Abe, fresh from winning another three-year term as head of the ruling Liberal Democratic Party, is scheduled to deliver a speech at the United Nations on Tuesday covering not only North Korea but also the promotion of free and rules-based trade as the world grapples with rising trade friction.
This week, a flurry of diplomatic activity is expected to take place as global leaders gather for the general debate of the General Assembly where they will seek to bring attention to issues of concern to them.
Abe, who has attended the U.N. session every year since 2013, will meet with South Korean President Moon Jae-in, U.N. Secretary-General Antonio Guterres and Turkish President Recep Tayyip Erdogan during his stay, which lasts until Thursday.
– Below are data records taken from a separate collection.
//! # Freight Policy
//!
//! Per-item shipping surcharge.
//!
//! ## Formula
//! ```text
//! volume       = height × width × depth
//! density      = weight / volume
//! item_freight = distance × volume × (density / 100) × quantity
//! item_freight = max(item_freight, minimum)
//! ```
//!
//! Algebraically the dimensions cancel and this is
//! `distance × weight × quantity / 100`. The calculation still walks the
//! long path above: its f64 result differs from the short form in the last
//! bits for some dimensions, and those bits are part of the quoted figures.
//! No rounding is applied.

use serde::{Deserialize, Serialize};

use crate::money::Money;
use crate::types::Product;

/// Fixed shipping distance used by the formula.
pub const DEFAULT_DISTANCE: f64 = 1000.0;

/// Smallest freight charged for any line item.
pub const DEFAULT_MINIMUM_FREIGHT: Money = Money::new(10.0);

/// Parameters of the freight formula.
#[derive(Debug, Clone, Copy, PartialEq, Serialize, Deserialize)]
pub struct FreightPolicy {
    /// Distance multiplier.
    #[serde(default = "default_distance")]
    pub distance: f64,

    /// Floor applied to each line item.
    #[serde(default = "default_minimum")]
    pub minimum: Money,
}

fn default_distance() -> f64 {
    DEFAULT_DISTANCE
}

fn default_minimum() -> Money {
    DEFAULT_MINIMUM_FREIGHT
}

impl Default for FreightPolicy {
    fn default() -> Self {
        FreightPolicy {
            distance: DEFAULT_DISTANCE,
            minimum: DEFAULT_MINIMUM_FREIGHT,
        }
    }
}

impl FreightPolicy {
    pub fn new(distance: f64, minimum: Money) -> Self {
        FreightPolicy { distance, minimum }
    }

    /// Freight for `quantity` units of `product`, never below the minimum.
    ///
    /// ## Example
    /// ```rust
    /// use till_core::freight::FreightPolicy;
    /// use till_core::{Dimensions, Money, Product};
    ///
    /// let product = Product {
    ///     id: "product_1".to_string(),
    ///     description: "Product A".to_string(),
    ///     unit_price: Money::new(10.0),
    ///     dimensions: Dimensions::new(20.0, 15.0, 10.0),
    ///     weight: 1.0,
    /// };
    ///
    /// let policy = FreightPolicy::default();
    /// assert_eq!(policy.item_freight(&product, 3), Money::new(30.0));
    /// assert_eq!(policy.item_freight(&product, 1), Money::new(10.0));
    /// ```
    pub fn item_freight(&self, product: &Product, quantity: i64) -> Money {
        let volume = product.dimensions.volume();
        let density = product.weight / volume;
        let raw = self.distance * volume * (density / 100.0) * quantity as f64;

        // f64::max ignores NaN, so a zero-volume product falls back to the floor
        Money::new(raw.max(self.minimum.amount()))
    }
}

// =============================================================================
// Unit Tests
// =============================================================================

#[cfg(test)]
mod tests {
    use super::*;
    use crate::types::Dimensions;

    fn product(weight: f64, dimensions: Dimensions) -> Product {
        Product {
            id: "p".to_string(),
            description: "test".to_string(),
            unit_price: Money::new(10.0),
            dimensions,
            weight,
        }
    }

    /// The formula written out the long way, floored at 10.
    fn literal(weight: f64, d: Dimensions, quantity: i64) -> f64 {
        let volume = d.height * d.width * d.depth;
        let density = weight / volume;
        let freight = 1000.0 * volume * (density / 100.0) * quantity as f64;
        if freight < 10.0 {
            10.0
        } else {
            freight
        }
    }

    #[test]
    fn test_above_floor_is_kept() {
        let p = product(1.0, Dimensions::new(20.0, 15.0, 10.0));
        assert_eq!(FreightPolicy::default().item_freight(&p, 3).amount(), 30.0);
    }

    #[test]
    fn test_exactly_floor() {
        let p = product(1.0, Dimensions::new(20.0, 15.0, 10.0));
        assert_eq!(FreightPolicy::default().item_freight(&p, 1).amount(), 10.0);
    }

    #[test]
    fn test_below_floor_is_clamped() {
        let p = product(0.2, Dimensions::new(10.0, 10.0, 10.0));
        // 1000 × 0.2 / 100 = 2 → clamped to 10
        assert_eq!(FreightPolicy::default().item_freight(&p, 1).amount(), 10.0);
    }

    #[test]
    fn test_heavier_product() {
        let p = product(3.0, Dimensions::new(100.0, 30.0, 10.0));
        // 1000 × 3 × 4 / 100 = 120
        assert_eq!(FreightPolicy::default().item_freight(&p, 4).amount(), 120.0);
    }

    #[test]
    fn test_fractional_weight_is_not_rounded() {
        let p = product(0.12345, Dimensions::new(20.0, 15.0, 10.0));
        let freight = FreightPolicy::default().item_freight(&p, 100);
        assert_eq!(freight.amount(), 123.45000000000002);
    }

    #[test]
    fn test_long_path_bits_depend_on_dimensions() {
        let policy = FreightPolicy::default();
        let small = product(2.5, Dimensions::new(1.0, 2.0, 3.0));
        let large = product(2.5, Dimensions::new(300.0, 70.0, 45.5));

        assert_eq!(policy.item_freight(&small, 2).amount(), 50.0);
        assert_eq!(policy.item_freight(&large, 2).amount(), 50.00000000000001);
    }

    #[test]
    fn test_matches_formula_for_fractional_weights() {
        let policy = FreightPolicy::default();
        let cases = [
            (0.3, Dimensions::new(20.0, 15.0, 10.0), 7),
            (0.07, Dimensions::new(12.5, 3.3, 9.1), 13),
            (1.75, Dimensions::new(100.0, 30.0, 10.0), 1),
            (0.01, Dimensions::new(1.0, 1.0, 1.0), 999),
            (4.2, Dimensions::new(0.5, 0.25, 0.125), 3),
        ];

        for (weight, dimensions, quantity) in cases {
            let p = product(weight, dimensions);
            assert_eq!(
                policy.item_freight(&p, quantity).amount(),
                literal(weight, dimensions, quantity),
                "weight {weight}, quantity {quantity}"
            );
        }
    }

    #[test]
    fn test_huge_quantity_stays_finite() {
        let p = product(1.0, Dimensions::new(20.0, 15.0, 10.0));
        let freight = FreightPolicy::default().item_freight(&p, 100_000_000_000_000_000);
        assert!(freight.is_finite());
        assert_eq!(
            freight.amount(),
            literal(1.0, Dimensions::new(20.0, 15.0, 10.0), 100_000_000_000_000_000)
        );
    }

    #[test]
    fn test_zero_volume_falls_back_to_floor() {
        let p = product(1.0, Dimensions::new(0.0, 15.0, 10.0));
        assert_eq!(FreightPolicy::default().item_freight(&p, 5).amount(), 10.0);
    }

    #[test]
    fn test_custom_policy() {
        let policy = FreightPolicy::new(500.0, Money::new(5.0));
        let p = product(1.0, Dimensions::new(20.0, 15.0, 10.0));
        // 500 × 1 × 1 / 100 = 5 → exactly the custom floor
        assert_eq!(policy.item_freight(&p, 1).amount(), 5.0);
        assert_eq!(policy.item_freight(&p, 4).amount(), 20.0);
    }
}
He will meet U.S. President Donald Trump for dinner Sunday and a summit Wednesday.
Japan has been coordinating closely with the United States toward the shared goal of denuclearizing the North, and Abe is expected to express support for Trump meeting with Kim Jong Un a second time.
On trade, however, doubt remains over whether Abe can leverage his rapport with Trump as the U.S. president seeks a bilateral deal to correct what he sees as imbalanced trade. Economic revitalization minister Toshimitsu Motegi and U.S. Trade Representative Robert Lighthizer will meet Monday to lay the groundwork for the summit. The threat of higher U.S. tariffs on cars and auto parts imports is a major concern for Japan, where autos play a critical role in its economy.
Japan is expected to hold talks on a bilateral deal on condition that the United States holds off on imposing additional tariffs on the Japanese auto sector, sources close to the matter said Saturday.
Abe’s visit comes after the inter-Korea summit last week kept hopes alive for future progress on North Korea’s denuclearization. Kim has pledged to dismantle his country’s major nuclear complex if the United States takes reciprocal actions and to close its key missile test site in the presence of international experts.
The week will be replete with high-level meetings aimed at addressing international issues ranging from the Syrian civil war and the Rohingya refugee crisis to U.N. sustainable development goals and climate change.
Foreign Minister Taro Kono, at one such event in New York, is expected to stress the need for the early return of Rohingya Muslims who have fled Myanmar to neighboring Bangladesh to escape a military crackdown.
The number of such refugees has already topped 700,000, according to U.N. data.